_TASK ITEM:_
A set of records appears below. Print them all, word for word.

··· RECORDS FOR THIS EXERCISE ···

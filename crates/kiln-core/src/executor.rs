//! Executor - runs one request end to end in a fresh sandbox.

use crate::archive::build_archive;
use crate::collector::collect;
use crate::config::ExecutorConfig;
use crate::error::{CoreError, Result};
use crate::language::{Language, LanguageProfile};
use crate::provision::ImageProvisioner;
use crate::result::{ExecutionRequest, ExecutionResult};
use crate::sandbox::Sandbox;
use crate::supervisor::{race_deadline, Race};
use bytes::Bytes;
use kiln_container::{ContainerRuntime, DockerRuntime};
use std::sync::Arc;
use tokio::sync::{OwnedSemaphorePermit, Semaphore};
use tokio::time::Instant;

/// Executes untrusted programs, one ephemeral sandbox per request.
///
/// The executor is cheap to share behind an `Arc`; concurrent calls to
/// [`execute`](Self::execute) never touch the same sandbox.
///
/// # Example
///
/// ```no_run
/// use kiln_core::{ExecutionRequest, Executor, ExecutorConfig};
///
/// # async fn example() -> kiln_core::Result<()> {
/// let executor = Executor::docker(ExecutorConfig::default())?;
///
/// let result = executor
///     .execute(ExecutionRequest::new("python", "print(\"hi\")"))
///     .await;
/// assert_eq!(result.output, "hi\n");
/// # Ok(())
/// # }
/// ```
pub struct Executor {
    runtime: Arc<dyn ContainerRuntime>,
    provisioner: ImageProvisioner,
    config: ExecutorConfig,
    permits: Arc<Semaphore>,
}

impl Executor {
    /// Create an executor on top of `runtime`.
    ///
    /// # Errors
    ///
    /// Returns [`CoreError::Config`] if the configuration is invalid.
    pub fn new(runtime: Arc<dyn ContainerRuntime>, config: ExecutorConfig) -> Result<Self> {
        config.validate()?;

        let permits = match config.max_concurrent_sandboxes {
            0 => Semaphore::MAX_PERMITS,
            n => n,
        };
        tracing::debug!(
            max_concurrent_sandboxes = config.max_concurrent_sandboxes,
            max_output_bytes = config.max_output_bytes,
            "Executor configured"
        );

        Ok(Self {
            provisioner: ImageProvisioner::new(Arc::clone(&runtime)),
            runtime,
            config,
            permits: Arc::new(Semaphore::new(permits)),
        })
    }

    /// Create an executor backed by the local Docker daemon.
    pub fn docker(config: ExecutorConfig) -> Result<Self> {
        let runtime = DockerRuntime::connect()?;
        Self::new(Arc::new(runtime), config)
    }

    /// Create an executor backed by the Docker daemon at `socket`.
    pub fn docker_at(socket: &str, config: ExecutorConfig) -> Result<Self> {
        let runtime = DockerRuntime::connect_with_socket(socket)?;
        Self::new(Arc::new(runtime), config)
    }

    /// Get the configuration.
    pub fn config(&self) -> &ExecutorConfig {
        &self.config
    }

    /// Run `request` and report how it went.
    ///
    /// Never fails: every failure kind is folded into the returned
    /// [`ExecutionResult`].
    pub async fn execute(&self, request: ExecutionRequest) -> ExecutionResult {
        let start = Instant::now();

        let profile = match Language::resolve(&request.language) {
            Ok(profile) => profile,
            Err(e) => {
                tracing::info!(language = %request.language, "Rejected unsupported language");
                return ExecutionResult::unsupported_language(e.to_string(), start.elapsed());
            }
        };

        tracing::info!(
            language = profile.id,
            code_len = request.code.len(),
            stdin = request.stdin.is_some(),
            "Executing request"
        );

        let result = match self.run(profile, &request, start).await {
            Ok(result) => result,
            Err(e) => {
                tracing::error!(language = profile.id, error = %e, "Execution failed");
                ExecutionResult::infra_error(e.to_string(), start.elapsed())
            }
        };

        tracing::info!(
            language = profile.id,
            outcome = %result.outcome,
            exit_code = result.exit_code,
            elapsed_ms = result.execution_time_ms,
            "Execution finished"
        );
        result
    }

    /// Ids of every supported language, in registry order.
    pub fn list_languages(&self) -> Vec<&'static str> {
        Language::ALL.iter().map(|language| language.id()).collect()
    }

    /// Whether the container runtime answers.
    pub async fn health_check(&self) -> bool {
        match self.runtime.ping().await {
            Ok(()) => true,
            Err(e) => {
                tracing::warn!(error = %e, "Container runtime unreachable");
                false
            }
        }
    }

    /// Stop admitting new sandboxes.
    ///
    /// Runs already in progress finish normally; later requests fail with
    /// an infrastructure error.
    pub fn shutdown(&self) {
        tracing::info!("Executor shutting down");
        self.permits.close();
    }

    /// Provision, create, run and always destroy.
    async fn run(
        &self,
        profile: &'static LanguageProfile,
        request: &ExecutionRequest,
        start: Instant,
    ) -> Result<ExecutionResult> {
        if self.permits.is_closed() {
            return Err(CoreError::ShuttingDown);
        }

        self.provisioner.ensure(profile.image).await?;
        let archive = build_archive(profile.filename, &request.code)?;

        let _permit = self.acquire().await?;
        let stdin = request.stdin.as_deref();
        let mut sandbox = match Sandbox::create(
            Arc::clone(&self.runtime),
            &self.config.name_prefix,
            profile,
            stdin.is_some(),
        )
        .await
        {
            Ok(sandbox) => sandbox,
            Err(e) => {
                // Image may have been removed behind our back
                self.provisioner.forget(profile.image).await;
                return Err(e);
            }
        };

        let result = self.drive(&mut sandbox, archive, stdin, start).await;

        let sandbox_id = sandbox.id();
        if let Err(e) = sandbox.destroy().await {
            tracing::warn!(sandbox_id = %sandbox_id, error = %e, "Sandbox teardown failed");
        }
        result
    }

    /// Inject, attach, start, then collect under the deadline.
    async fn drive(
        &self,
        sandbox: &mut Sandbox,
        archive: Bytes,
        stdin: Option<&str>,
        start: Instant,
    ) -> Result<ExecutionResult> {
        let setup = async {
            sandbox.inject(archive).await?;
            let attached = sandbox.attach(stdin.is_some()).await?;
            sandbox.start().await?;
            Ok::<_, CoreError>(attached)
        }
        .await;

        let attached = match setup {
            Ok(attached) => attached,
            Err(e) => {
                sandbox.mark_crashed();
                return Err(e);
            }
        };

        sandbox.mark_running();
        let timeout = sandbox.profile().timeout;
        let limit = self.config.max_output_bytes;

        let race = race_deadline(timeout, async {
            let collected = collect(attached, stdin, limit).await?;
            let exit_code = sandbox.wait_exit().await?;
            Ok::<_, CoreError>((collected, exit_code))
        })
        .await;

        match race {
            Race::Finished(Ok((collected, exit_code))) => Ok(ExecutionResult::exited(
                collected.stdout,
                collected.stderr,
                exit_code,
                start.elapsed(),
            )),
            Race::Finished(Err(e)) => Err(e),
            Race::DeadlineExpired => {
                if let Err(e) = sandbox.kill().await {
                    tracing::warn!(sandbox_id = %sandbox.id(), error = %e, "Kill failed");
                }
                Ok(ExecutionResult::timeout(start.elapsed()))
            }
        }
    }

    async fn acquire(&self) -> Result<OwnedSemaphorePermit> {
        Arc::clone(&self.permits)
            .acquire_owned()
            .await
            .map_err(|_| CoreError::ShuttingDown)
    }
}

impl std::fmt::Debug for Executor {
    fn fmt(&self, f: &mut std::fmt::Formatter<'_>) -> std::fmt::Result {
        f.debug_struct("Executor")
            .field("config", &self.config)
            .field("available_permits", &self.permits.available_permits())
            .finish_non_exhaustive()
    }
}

···

_ANSWER FOR THE TASK:_
filename crates/kiln-core/src/executor.rs
//! Executor - runs one request end to end in a fresh sandbox.

use crate::archive::build_archive;
use crate::collector::collect;
use crate::config::ExecutorConfig;
use crate::error::{CoreError, Result};
use crate::language::{Language, LanguageProfile};
use crate::provision::ImageProvisioner;
use crate::result::{ExecutionRequest, ExecutionResult};
use crate::sandbox::Sandbox;
use crate::supervisor::{race_deadline, Race};
use bytes::Bytes;
use kiln_container::{ContainerRuntime, DockerRuntime};
use std::sync::Arc;
use tokio::sync::{OwnedSemaphorePermit, Semaphore};
use tokio::time::Instant;

/// Executes untrusted programs, one ephemeral sandbox per request.
///
/// The executor is cheap to share behind an `Arc`; concurrent calls to
/// [`execute`](Self::execute) never touch the same sandbox.
///
/// # Example
///
/// ```no_run
/// use kiln_core::{ExecutionRequest, Executor, ExecutorConfig};
///
/// # async fn example() -> kiln_core::Result<()> {
/// let executor = Executor::docker(ExecutorConfig::default())?;
///
/// let result = executor
///     .execute(ExecutionRequest::new("python", "print(\"hi\")"))
///     .await;
/// assert_eq!(result.output, "hi\n");
/// # Ok(())
/// # }
/// ```
pub struct Executor {
    runtime: Arc<dyn ContainerRuntime>,
    provisioner: ImageProvisioner,
    config: ExecutorConfig,
    permits: Arc<Semaphore>,
}

impl Executor {
    /// Create an executor on top of `runtime`.
    ///
    /// # Errors
    ///
    /// Returns [`CoreError::Config`] if the configuration is invalid.
    pub fn new(runtime: Arc<dyn ContainerRuntime>, config: ExecutorConfig) -> Result<Self> {
        config.validate()?;

        let permits = match config.max_concurrent_sandboxes {
            0 => Semaphore::MAX_PERMITS,
            n => n,
        };
        tracing::debug!(
            max_concurrent_sandboxes = config.max_concurrent_sandboxes,
            max_output_bytes = config.max_output_bytes,
            "Executor configured"
        );

        Ok(Self {
            provisioner: ImageProvisioner::new(Arc::clone(&runtime)),
            runtime,
            config,
            permits: Arc::new(Semaphore::new(permits)),
        })
    }

    /// Create an executor backed by the local Docker daemon.
    pub fn docker(config: ExecutorConfig) -> Result<Self> {
        let runtime = DockerRuntime::connect()?;
        Self::new(Arc::new(runtime), config)
    }

    /// Create an executor backed by the Docker daemon at `socket`.
    pub fn docker_at(socket: &str, config: ExecutorConfig) -> Result<Self> {
        let runtime = DockerRuntime::connect_with_socket(socket)?;
        Self::new(Arc::new(runtime), config)
    }

    /// Get the configuration.
    pub fn config(&self) -> &ExecutorConfig {
        &self.config
    }

    /// Run `request` and report how it went.
    ///
    /// Never fails: every failure kind is folded into the returned
    /// [`ExecutionResult`].
    pub async fn execute(&self, request: ExecutionRequest) -> ExecutionResult {
        let start = Instant::now();

        let profile = match Language::resolve(&request.language) {
            Ok(profile) => profile,
            Err(e) => {
                tracing::info!(language = %request.language, "Rejected unsupported language");
                return ExecutionResult::unsupported_language(e.to_string(), start.elapsed());
            }
        };

        tracing::info!(
            language = profile.id,
            code_len = request.code.len(),
            stdin = request.stdin.is_some(),
            "Executing request"
        );

        let result = match self.run(profile, &request, start).await {
            Ok(result) => result,
            Err(e) => {
                tracing::error!(language = profile.id, error = %e, "Execution failed");
                ExecutionResult::infra_error(e.to_string(), start.elapsed())
            }
        };

        tracing::info!(
            language = profile.id,
            outcome = %result.outcome,
            exit_code = result.exit_code,
            elapsed_ms = result.execution_time_ms,
            "Execution finished"
        );
        result
    }

    /// Ids of every supported language, in registry order.
    pub fn list_languages(&self) -> Vec<&'static str> {
        Language::ALL.iter().map(|language| language.id()).collect()
    }

    /// Whether the container runtime answers.
    pub async fn health_check(&self) -> bool {
        match self.runtime.ping().await {
            Ok(()) => true,
            Err(e) => {
                tracing::warn!(error = %e, "Container runtime unreachable");
                false
            }
        }
    }

    /// Stop admitting new sandboxes.
    ///
    /// Runs already in progress finish normally; later requests fail with
    /// an infrastructure error.
    pub fn shutdown(&self) {
        tracing::info!("Executor shutting down");
        self.permits.close();
    }

    /// Provision, create, run and always destroy.
    async fn run(
        &self,
        profile: &'static LanguageProfile,
        request: &ExecutionRequest,
        start: Instant,
    ) -> Result<ExecutionResult> {
        if self.permits.is_closed() {
            return Err(CoreError::ShuttingDown);
        }

        self.provisioner.ensure(profile.image).await?;
        let archive = build_archive(profile.filename, &request.code)?;

        let _permit = self.acquire().await?;
        let stdin = request.stdin.as_deref();
        let mut sandbox = match Sandbox::create(
            Arc::clone(&self.runtime),
            &self.config.name_prefix,
            profile,
            stdin.is_some(),
        )
        .await
        {
            Ok(sandbox) => sandbox,
            Err(e) => {
                // Image may have been removed behind our back
                self.provisioner.forget(profile.image).await;
                return Err(e);
            }
        };

        let result = self.drive(&mut sandbox, archive, stdin, start).await;

        let sandbox_id = sandbox.id();
        if let Err(e) = sandbox.destroy().await {
            tracing::warn!(sandbox_id = %sandbox_id, error = %e, "Sandbox teardown failed");
        }
        result
    }

    /// Inject, attach, start, then collect under the deadline.
    async fn drive(
        &self,
        sandbox: &mut Sandbox,
        archive: Bytes,
        stdin: Option<&str>,
        start: Instant,
    ) -> Result<ExecutionResult> {
        let setup = async {
            sandbox.inject(archive).await?;
            let attached = sandbox.attach(stdin.is_some()).await?;
            sandbox.start().await?;
            Ok::<_, CoreError>(attached)
        }
        .await;

        let attached = match setup {
            Ok(attached) => attached,
            Err(e) => {
                sandbox.mark_crashed();
                return Err(e);
            }
        };

        sandbox.mark_running();
        let timeout = sandbox.profile().timeout;
        let limit = self.config.max_output_bytes;

        let race = race_deadline(timeout, async {
            let collected = collect(attached, stdin, limit).await?;
            let exit_code = sandbox.wait_exit().await?;
            Ok::<_, CoreError>((collected, exit_code))
        })
        .await;

        match race {
            Race::Finished(Ok((collected, exit_code))) => Ok(ExecutionResult::exited(
                collected.stdout,
                collected.stderr,
                exit_code,
                start.elapsed(),
            )),
            Race::Finished(Err(e)) => Err(e),
            Race::DeadlineExpired => {
                if let Err(e) = sandbox.kill().await {
                    tracing::warn!(sandbox_id = %sandbox.id(), error = %e, "Kill failed");
                }
                Ok(ExecutionResult::timeout(start.elapsed()))
            }
        }
    }

    async fn acquire(&self) -> Result<OwnedSemaphorePermit> {
        Arc::clone(&self.permits)
            .acquire_owned()
            .await
            .map_err(|_| CoreError::ShuttingDown)
    }
}

impl std::fmt::Debug for Executor {
    fn fmt(&self, f: &mut std::fmt::Formatter<'_>) -> std::fmt::Result {
        f.debug_struct("Executor")
            .field("config", &self.config)
            .field("available_permits", &self.permits.available_permits())
            .finish_non_exhaustive()
    }
}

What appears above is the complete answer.